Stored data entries
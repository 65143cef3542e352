//! Shared test harness: in-memory ledger plus a router factory.

#![allow(dead_code)] // Some utilities are used by different test files

use std::sync::{Arc, Mutex};

use async_trait::async_trait;
use chrono::Utc;
use rust_decimal::Decimal;
use tokio::sync::mpsc;

use loyalty_gateway::broker::queue::WorkItem;
use loyalty_gateway::gateway::{router, state::AppState};
use loyalty_gateway::ledger::{
    Ledger, OrderRecord, OrderStatus, OrderUpdate, StoreError, WithdrawalRecord,
};
use loyalty_gateway::processor::Processor;
use loyalty_gateway::secretary::Secretary;

#[derive(Default)]
struct Inner {
    /// login -> (sealed password, user_id)
    users: Vec<(String, String, String)>,
    balances: Vec<(String, Decimal)>,
    orders: Vec<OrderRecord>,
    withdrawals: Vec<WithdrawalRecord>,
}

/// Hash-map-grade stand-in for the Postgres store, honoring the same
/// contract the trait documents.
#[derive(Default, Clone)]
pub struct MemoryLedger {
    inner: Arc<Mutex<Inner>>,
}

impl MemoryLedger {
    /// Test hook: credit a balance directly, as a processed accrual would.
    pub fn credit(&self, user_id: &str, amount: Decimal) {
        let mut inner = self.inner.lock().unwrap();
        match inner.balances.iter_mut().find(|(id, _)| id == user_id) {
            Some((_, balance)) => *balance += amount,
            None => inner.balances.push((user_id.to_owned(), amount)),
        }
    }

    pub fn order_status(&self, order_number: i64) -> Option<OrderStatus> {
        self.inner
            .lock()
            .unwrap()
            .orders
            .iter()
            .find(|order| order.order_number == order_number)
            .map(|order| order.status)
    }
}

#[async_trait]
impl Ledger for MemoryLedger {
    async fn create_user(
        &self,
        user_id: &str,
        login: &str,
        password: &str,
    ) -> Result<(), StoreError> {
        let mut inner = self.inner.lock().unwrap();
        if inner.users.iter().any(|(existing, _, _)| existing == login) {
            return Err(StoreError::AlreadyExists(login.to_owned()));
        }
        inner
            .users
            .push((login.to_owned(), password.to_owned(), user_id.to_owned()));
        inner.balances.push((user_id.to_owned(), Decimal::ZERO));
        Ok(())
    }

    async fn check_user(&self, login: &str, password: &str) -> Result<String, StoreError> {
        let inner = self.inner.lock().unwrap();
        let (_, stored, user_id) = inner
            .users
            .iter()
            .find(|(existing, _, _)| existing == login)
            .ok_or(StoreError::NotFound)?;
        if stored != password {
            return Err(StoreError::NotFound);
        }
        Ok(user_id.clone())
    }

    async fn current_amount(&self, user_id: &str) -> Result<Decimal, StoreError> {
        self.inner
            .lock()
            .unwrap()
            .balances
            .iter()
            .find(|(id, _)| id == user_id)
            .map(|(_, amount)| *amount)
            .ok_or(StoreError::NotFound)
    }

    async fn withdrawn_total(&self, user_id: &str) -> Result<Decimal, StoreError> {
        Ok(self
            .inner
            .lock()
            .unwrap()
            .withdrawals
            .iter()
            .filter(|w| w.user_id == user_id)
            .map(|w| w.amount)
            .sum())
    }

    async fn list_withdrawals(&self, user_id: &str) -> Result<Vec<WithdrawalRecord>, StoreError> {
        Ok(self
            .inner
            .lock()
            .unwrap()
            .withdrawals
            .iter()
            .filter(|w| w.user_id == user_id)
            .cloned()
            .collect())
    }

    async fn list_orders(&self, user_id: &str) -> Result<Vec<OrderRecord>, StoreError> {
        Ok(self
            .inner
            .lock()
            .unwrap()
            .orders
            .iter()
            .filter(|order| order.user_id == user_id)
            .cloned()
            .collect())
    }

    async fn add_order(&self, user_id: &str, order_number: i64) -> Result<(), StoreError> {
        let mut inner = self.inner.lock().unwrap();
        if let Some(existing) = inner
            .orders
            .iter()
            .find(|order| order.order_number == order_number)
        {
            return Err(if existing.user_id == user_id {
                StoreError::AlreadyExists(order_number.to_string())
            } else {
                StoreError::AlreadyExistsForOtherUser(order_number.to_string())
            });
        }
        inner.orders.push(OrderRecord {
            user_id: user_id.to_owned(),
            order_number,
            status: OrderStatus::New,
            accrual: Decimal::ZERO,
            created_at: Utc::now(),
        });
        Ok(())
    }

    async fn add_withdrawal(
        &self,
        user_id: &str,
        order_number: i64,
        amount: Decimal,
    ) -> Result<(), StoreError> {
        let mut inner = self.inner.lock().unwrap();
        if inner
            .orders
            .iter()
            .any(|order| order.order_number == order_number)
            || inner
                .withdrawals
                .iter()
                .any(|w| w.order_number == order_number)
        {
            return Err(StoreError::AlreadyExists(order_number.to_string()));
        }
        let balance = inner
            .balances
            .iter_mut()
            .find(|(id, _)| id == user_id)
            .ok_or(StoreError::NotFound)?;
        if balance.1 < amount {
            return Err(StoreError::InsufficientFunds);
        }
        balance.1 -= amount;
        inner.orders.push(OrderRecord {
            user_id: user_id.to_owned(),
            order_number,
            status: OrderStatus::Processed,
            accrual: Decimal::ZERO,
            created_at: Utc::now(),
        });
        inner.withdrawals.push(WithdrawalRecord {
            user_id: user_id.to_owned(),
            order_number,
            amount,
            processed_at: Utc::now(),
        });
        Ok(())
    }

    async fn apply_update(&self, update: &OrderUpdate) -> Result<(), StoreError> {
        let mut inner = self.inner.lock().unwrap();
        let order = inner
            .orders
            .iter_mut()
            .find(|order| order.order_number == update.order_number)
            .ok_or(StoreError::NotFound)?;
        if order.status == update.status && order.accrual == update.accrual {
            return Ok(());
        }
        order.status = update.status;
        order.accrual = update.accrual;
        if !update.accrual.is_zero() {
            if let Some((_, balance)) = inner
                .balances
                .iter_mut()
                .find(|(id, _)| id == &update.user_id)
            {
                *balance += update.accrual;
            }
        }
        Ok(())
    }

    async fn list_non_terminal_orders(&self) -> Result<Vec<OrderRecord>, StoreError> {
        Ok(self
            .inner
            .lock()
            .unwrap()
            .orders
            .iter()
            .filter(|order| !order.status.is_terminal())
            .cloned()
            .collect())
    }
}

pub struct Harness {
    pub app: axum::Router,
    pub ledger: MemoryLedger,
    pub pending_rx: mpsc::Receiver<WorkItem>,
}

pub fn harness() -> Harness {
    let ledger = MemoryLedger::default();
    let secretary = Arc::new(Secretary::new("test-secret"));
    let (pending_tx, pending_rx) = mpsc::channel(64);
    let processor = Processor::new(
        Arc::new(ledger.clone()),
        Arc::clone(&secretary),
        pending_tx,
    );
    let app = router(Arc::new(AppState {
        processor,
        secretary,
    }));
    Harness {
        app,
        ledger,
        pending_rx,
    }
}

### DESCRIPTION OF THE TASK
Copy out the lines above exactly, beginning at the one that contains "match inner.balances.iter_mut().find(|(id, _)|" and ending at the one that contains "if stored != password".

### RESPONSE BELOW
        match inner.balances.iter_mut().find(|(id, _)| id == user_id) {
            Some((_, balance)) => *balance += amount,
            None => inner.balances.push((user_id.to_owned(), amount)),
        }
    }

    pub fn order_status(&self, order_number: i64) -> Option<OrderStatus> {
        self.inner
            .lock()
            .unwrap()
            .orders
            .iter()
            .find(|order| order.order_number == order_number)
            .map(|order| order.status)
    }
}

#[async_trait]
impl Ledger for MemoryLedger {
    async fn create_user(
        &self,
        user_id: &str,
        login: &str,
        password: &str,
    ) -> Result<(), StoreError> {
        let mut inner = self.inner.lock().unwrap();
        if inner.users.iter().any(|(existing, _, _)| existing == login) {
            return Err(StoreError::AlreadyExists(login.to_owned()));
        }
        inner
            .users
            .push((login.to_owned(), password.to_owned(), user_id.to_owned()));
        inner.balances.push((user_id.to_owned(), Decimal::ZERO));
        Ok(())
    }

    async fn check_user(&self, login: &str, password: &str) -> Result<String, StoreError> {
        let inner = self.inner.lock().unwrap();
        let (_, stored, user_id) = inner
            .users
            .iter()
            .find(|(existing, _, _)| existing == login)
            .ok_or(StoreError::NotFound)?;
        if stored != password {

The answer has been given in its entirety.